*** Material for this exercise ***
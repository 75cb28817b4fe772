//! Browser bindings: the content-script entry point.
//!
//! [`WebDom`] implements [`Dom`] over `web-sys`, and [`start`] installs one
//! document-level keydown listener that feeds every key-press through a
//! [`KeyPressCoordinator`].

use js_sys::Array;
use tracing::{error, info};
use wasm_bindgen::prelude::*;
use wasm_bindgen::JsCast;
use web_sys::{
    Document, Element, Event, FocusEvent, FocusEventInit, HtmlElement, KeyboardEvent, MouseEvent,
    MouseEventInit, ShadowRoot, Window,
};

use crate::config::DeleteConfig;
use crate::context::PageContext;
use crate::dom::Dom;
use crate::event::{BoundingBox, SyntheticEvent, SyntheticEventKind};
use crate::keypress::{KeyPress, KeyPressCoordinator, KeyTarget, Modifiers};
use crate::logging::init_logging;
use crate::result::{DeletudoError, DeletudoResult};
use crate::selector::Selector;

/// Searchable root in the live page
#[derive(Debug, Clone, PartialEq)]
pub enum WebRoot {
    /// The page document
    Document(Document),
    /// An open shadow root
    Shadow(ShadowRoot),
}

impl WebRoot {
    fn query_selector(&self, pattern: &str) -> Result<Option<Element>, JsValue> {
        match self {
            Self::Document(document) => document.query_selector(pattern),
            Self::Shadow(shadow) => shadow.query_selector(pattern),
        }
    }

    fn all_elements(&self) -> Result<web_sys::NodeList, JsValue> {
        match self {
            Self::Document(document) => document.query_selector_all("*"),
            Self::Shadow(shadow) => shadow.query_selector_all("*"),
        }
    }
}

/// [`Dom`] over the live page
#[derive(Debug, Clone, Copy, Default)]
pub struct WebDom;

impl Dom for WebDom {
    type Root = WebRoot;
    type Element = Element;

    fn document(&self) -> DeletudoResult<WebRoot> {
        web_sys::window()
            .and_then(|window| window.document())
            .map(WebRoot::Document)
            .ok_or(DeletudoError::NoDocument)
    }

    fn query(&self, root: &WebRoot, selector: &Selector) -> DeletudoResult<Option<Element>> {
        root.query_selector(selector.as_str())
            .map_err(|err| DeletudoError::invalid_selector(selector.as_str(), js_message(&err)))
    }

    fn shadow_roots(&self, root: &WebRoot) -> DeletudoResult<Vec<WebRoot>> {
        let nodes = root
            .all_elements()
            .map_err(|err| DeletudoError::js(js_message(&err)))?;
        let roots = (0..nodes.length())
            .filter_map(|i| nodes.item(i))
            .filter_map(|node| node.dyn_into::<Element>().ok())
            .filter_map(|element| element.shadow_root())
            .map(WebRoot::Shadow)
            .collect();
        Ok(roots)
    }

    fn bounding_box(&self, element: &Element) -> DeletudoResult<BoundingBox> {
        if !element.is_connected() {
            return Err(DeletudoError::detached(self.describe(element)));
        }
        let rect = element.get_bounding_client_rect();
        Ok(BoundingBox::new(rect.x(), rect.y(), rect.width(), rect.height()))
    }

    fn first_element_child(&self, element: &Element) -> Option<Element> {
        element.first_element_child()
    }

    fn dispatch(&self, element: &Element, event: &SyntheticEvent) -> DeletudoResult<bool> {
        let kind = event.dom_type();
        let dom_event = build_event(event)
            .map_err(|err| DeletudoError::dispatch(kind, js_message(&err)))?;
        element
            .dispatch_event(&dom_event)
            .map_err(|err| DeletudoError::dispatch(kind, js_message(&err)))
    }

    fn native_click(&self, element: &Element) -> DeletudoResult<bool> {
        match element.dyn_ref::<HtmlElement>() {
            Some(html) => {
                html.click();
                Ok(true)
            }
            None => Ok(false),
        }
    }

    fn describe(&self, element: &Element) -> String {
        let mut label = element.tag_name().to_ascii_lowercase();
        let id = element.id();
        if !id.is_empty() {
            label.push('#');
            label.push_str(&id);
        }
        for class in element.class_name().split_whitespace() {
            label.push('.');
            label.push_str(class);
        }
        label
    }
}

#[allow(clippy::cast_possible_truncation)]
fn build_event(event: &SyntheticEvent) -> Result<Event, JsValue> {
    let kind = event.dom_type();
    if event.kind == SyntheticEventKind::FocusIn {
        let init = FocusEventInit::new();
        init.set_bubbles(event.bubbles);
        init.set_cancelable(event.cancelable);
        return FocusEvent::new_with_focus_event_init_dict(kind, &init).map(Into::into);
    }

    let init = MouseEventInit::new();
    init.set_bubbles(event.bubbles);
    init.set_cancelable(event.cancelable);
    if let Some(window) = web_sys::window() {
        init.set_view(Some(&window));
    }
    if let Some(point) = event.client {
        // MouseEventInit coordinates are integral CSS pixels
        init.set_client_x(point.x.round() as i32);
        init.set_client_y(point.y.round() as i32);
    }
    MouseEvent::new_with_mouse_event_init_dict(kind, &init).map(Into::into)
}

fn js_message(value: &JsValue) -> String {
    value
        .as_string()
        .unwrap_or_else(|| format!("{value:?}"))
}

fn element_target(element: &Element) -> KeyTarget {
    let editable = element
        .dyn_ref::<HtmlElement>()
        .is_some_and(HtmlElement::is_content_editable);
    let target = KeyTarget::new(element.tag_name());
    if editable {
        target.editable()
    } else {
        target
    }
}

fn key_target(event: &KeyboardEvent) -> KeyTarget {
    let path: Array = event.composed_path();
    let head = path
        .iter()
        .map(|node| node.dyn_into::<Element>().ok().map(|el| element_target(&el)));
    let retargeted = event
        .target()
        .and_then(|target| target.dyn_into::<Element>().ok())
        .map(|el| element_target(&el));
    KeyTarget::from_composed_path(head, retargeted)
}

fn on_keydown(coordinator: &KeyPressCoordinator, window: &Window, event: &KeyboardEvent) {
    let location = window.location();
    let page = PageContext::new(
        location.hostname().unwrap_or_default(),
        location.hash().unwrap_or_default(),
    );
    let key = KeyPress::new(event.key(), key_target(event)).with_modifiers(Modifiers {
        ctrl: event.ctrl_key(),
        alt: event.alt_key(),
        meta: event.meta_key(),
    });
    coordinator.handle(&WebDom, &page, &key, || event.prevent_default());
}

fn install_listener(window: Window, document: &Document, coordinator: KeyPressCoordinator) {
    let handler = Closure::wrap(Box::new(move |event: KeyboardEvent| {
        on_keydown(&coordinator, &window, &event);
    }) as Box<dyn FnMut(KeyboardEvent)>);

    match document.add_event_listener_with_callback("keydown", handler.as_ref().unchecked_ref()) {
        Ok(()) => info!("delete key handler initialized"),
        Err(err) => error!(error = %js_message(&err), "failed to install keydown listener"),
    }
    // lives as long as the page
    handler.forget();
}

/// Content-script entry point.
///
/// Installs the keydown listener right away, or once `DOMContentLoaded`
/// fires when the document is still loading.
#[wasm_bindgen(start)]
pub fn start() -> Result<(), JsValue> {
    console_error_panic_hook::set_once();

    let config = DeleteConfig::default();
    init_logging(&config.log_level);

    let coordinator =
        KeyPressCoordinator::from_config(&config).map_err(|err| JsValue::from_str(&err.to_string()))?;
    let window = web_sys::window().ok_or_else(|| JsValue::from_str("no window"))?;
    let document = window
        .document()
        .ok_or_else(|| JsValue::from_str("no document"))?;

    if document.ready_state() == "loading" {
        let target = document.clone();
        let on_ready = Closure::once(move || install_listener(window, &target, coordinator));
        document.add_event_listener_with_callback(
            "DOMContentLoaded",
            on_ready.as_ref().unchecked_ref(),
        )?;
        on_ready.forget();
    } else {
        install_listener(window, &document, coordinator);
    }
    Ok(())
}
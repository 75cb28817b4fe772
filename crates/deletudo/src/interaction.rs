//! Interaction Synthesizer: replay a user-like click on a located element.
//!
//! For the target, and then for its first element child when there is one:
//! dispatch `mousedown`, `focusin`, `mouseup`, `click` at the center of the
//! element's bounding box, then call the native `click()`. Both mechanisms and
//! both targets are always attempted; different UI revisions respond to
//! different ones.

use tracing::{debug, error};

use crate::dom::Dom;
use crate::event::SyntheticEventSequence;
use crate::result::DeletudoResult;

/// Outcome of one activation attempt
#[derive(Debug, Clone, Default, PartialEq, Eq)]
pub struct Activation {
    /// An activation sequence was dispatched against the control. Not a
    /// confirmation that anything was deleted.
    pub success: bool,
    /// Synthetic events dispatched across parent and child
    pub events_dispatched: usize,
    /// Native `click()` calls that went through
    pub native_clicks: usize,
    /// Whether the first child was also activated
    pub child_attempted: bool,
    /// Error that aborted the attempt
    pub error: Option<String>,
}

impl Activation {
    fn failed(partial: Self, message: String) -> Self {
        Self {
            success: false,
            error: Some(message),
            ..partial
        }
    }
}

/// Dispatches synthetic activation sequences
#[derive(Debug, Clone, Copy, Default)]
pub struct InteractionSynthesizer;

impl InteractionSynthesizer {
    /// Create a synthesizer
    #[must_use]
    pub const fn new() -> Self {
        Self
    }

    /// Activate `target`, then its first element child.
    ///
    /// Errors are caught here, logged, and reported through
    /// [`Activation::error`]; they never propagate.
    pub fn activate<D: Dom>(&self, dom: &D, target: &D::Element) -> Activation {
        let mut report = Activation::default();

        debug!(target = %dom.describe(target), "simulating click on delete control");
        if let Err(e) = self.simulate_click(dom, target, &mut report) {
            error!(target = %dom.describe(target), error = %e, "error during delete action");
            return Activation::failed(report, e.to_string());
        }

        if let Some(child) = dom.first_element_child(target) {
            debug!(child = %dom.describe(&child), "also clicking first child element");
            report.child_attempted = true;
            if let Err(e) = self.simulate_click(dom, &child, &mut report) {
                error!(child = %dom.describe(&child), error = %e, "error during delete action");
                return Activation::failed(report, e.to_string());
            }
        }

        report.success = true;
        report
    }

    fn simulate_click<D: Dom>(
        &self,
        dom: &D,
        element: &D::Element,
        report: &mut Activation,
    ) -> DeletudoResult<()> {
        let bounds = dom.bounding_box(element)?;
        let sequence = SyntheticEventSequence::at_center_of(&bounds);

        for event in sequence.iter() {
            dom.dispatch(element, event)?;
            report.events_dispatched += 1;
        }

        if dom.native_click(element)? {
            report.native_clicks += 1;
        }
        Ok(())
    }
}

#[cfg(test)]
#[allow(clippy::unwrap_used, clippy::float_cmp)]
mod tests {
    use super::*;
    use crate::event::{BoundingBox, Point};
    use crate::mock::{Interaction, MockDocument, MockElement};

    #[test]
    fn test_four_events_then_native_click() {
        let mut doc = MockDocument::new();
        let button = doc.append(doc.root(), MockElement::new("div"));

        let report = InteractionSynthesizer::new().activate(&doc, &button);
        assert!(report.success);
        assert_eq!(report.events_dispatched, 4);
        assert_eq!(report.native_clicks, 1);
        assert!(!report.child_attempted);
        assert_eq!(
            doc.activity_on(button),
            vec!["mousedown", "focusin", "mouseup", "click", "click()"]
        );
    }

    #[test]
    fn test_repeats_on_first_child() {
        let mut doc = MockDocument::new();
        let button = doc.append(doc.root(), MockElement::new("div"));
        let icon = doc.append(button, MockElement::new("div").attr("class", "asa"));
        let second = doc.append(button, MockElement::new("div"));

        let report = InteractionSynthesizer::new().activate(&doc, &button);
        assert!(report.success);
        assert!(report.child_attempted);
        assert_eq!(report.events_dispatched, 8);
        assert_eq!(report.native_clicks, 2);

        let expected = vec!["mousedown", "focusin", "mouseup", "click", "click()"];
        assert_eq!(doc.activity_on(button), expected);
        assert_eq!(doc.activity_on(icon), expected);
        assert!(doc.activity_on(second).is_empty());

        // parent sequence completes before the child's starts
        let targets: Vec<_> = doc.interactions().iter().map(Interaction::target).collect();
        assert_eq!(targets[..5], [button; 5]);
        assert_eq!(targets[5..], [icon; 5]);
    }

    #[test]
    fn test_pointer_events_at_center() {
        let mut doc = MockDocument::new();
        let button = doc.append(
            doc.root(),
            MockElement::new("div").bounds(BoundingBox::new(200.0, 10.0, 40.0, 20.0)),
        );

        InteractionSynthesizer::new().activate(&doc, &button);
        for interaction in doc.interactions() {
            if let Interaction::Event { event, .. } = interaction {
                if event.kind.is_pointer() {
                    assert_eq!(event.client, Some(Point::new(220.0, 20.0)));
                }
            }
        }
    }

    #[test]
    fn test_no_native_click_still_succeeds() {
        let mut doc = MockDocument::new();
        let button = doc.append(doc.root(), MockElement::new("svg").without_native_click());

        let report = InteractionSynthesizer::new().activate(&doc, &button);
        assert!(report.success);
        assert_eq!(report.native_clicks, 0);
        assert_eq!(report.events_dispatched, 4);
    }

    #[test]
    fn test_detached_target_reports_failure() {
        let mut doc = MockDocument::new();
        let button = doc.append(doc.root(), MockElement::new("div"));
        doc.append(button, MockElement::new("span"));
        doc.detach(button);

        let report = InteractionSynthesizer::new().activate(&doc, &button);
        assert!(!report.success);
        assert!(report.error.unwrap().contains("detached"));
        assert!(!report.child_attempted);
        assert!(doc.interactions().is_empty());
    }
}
*** End of Material for this exercise ***
Description of the task: State how many lines of the entries above include the string "also". The reply is that number alone.

Solution for this problem: 2